As John Major recalled in an interview for this biography:

 

‘From the early 1990s I wanted to make a public commitment to hold a referendum if any future government wanted to join the Euro,’ said John Major. But I faced problems with this: several Members of the Cabinet were deeply opposed to a referendum as a matter of principle. That had once been Margaret’s position. Now, her fierce opposition to the Euro made her favour such a move. But – ironically – her advocacy provoked strong opposition in the Cabinet, thus making agreement to a referendum even more difficult. This was not a unique problem: her strident views on Europe made decisions about a number of other European policy issues infinitely more difficult.
19

The difficulties became worse because of the style as well as the substance of her attacks on her successor. Egged on by sycophants in the press and in her new parliamentary fan club, she became recklessly indiscreet. I recall a dinner in the home of John Aspinall in late 1991 when she openly mocked John Major as ‘A puir wee bairn’ and ‘the boy from Coldharbour Lane’. She accused him of ‘having no courage and no backbone’. He was ‘hell-bent on destroying the legacy I left him’.
20
Many such derisive sneerings found their way into the press.

It was clear that some of this criticism was close to irrational. For example, she fulminated against the compassionate but minor policy of paying compensation to haemophiliacs who had been infected with HIV as a result of contaminated blood transfusions supplied by the NHS. On a larger canvas, she was furious that Michael Heseltine was brought back into the cabinet. She even railed against the inevitable decision to halt the poll tax and revert to a much more equitable version of the Community Charge. But her two greatest battles of overt opposition to the government were over Bosnia and Maastricht.

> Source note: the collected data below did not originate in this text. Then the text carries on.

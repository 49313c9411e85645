//! Scraping the article body for wallpaper download links.

use jiff::Zoned;
use scraper::{Html, Selector};
use url::{ParseError, Url};

use crate::error::Error;

/// Characters that are unsafe in file names on at least one supported
/// filesystem; they are stripped from title-derived names.
const UNSAFE_CHARS: &[char] = &['*', '|', ':', '"', '<', '>', '?', '/', '\\'];

const TIMESTAMP_FORMAT: &str = "%Y%m%d%H%M%S";

/// Scan the article body for download anchors and build the ordered
/// name-to-URL mapping of wallpapers to save.
///
/// An anchor matches when its visible text equals `size` byte-for-byte; the
/// label on the page is the contract, so no case folding or whitespace
/// normalization is applied. Names come from the anchor's `title` attribute
/// when present, otherwise from `now` formatted as `YYYYMMDDHHMMSS` (the clock
/// is passed in so tests can pin it).
///
/// Keys are unique: a second anchor deriving the same name is stored under
/// `<name>-2`, and any further duplicate overwrites that `-2` entry.
pub fn wallpaper_links(
    html: &str,
    page_url: &Url,
    size: &str,
    now: &Zoned,
) -> Result<Vec<(String, Url)>, Error> {
    let document = Html::parse_document(html);
    let anchor_selector = Selector::parse("#article__content a[href]").unwrap();

    let mut links: Vec<(String, Url)> = Vec::new();
    for anchor in document.select(&anchor_selector) {
        if anchor.text().collect::<String>() != size {
            continue;
        }

        let Some(href) = full_link(anchor.value().attr("href").unwrap_or(""), page_url) else {
            continue;
        };

        let name = match anchor.value().attr("title") {
            Some(title) => name_from_title(title),
            None => jiff::fmt::strtime::format(TIMESTAMP_FORMAT, now)?,
        };

        let key = if links.iter().any(|(existing, _)| *existing == name) {
            format!("{name}-2")
        } else {
            name
        };
        if let Some(entry) = links.iter_mut().find(|(existing, _)| *existing == key) {
            entry.1 = href;
        } else {
            links.push((key, href));
        }
    }

    Ok(links)
}

/// Derive a file name from a link title: everything but the title's last two
/// words, with filesystem-unsafe characters removed.
fn name_from_title(title: &str) -> String {
    let words: Vec<&str> = title.split_whitespace().collect();
    words[..words.len().saturating_sub(2)]
        .join(" ")
        .chars()
        .filter(|c| !UNSAFE_CHARS.contains(c))
        .collect()
}

/// Resolve an href to an absolute URL, joining relative links against the
/// page's own URL.
fn full_link(href: &str, page_url: &Url) -> Option<Url> {
    if href.is_empty() {
        return None;
    }
    match Url::parse(href) {
        Ok(url) => Some(url),
        Err(ParseError::RelativeUrlWithoutBase) => page_url.join(href).ok(),
        Err(e) => {
            tracing::warn!("skipping link {href}: {e}");
            None
        }
    }
}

As the ethnic violence in the republics of former Yugoslavia worsened, Margaret Thatcher championed the cause of Western military intervention to oppose the Serbian excesses and atrocities, particularly in Bosnia. The Major government – and for a long while the Clinton administration – rejected her advice on the grounds that the West should avoid getting dragged into a Balkan civil war. But in the end, Margaret Thatcher’s view was largely vindicated. The Serbs only stopped their horrific practice of ethnic cleansing because the deployment of US military power brought them to the negotiating table and the Dayton Agreement in 1995.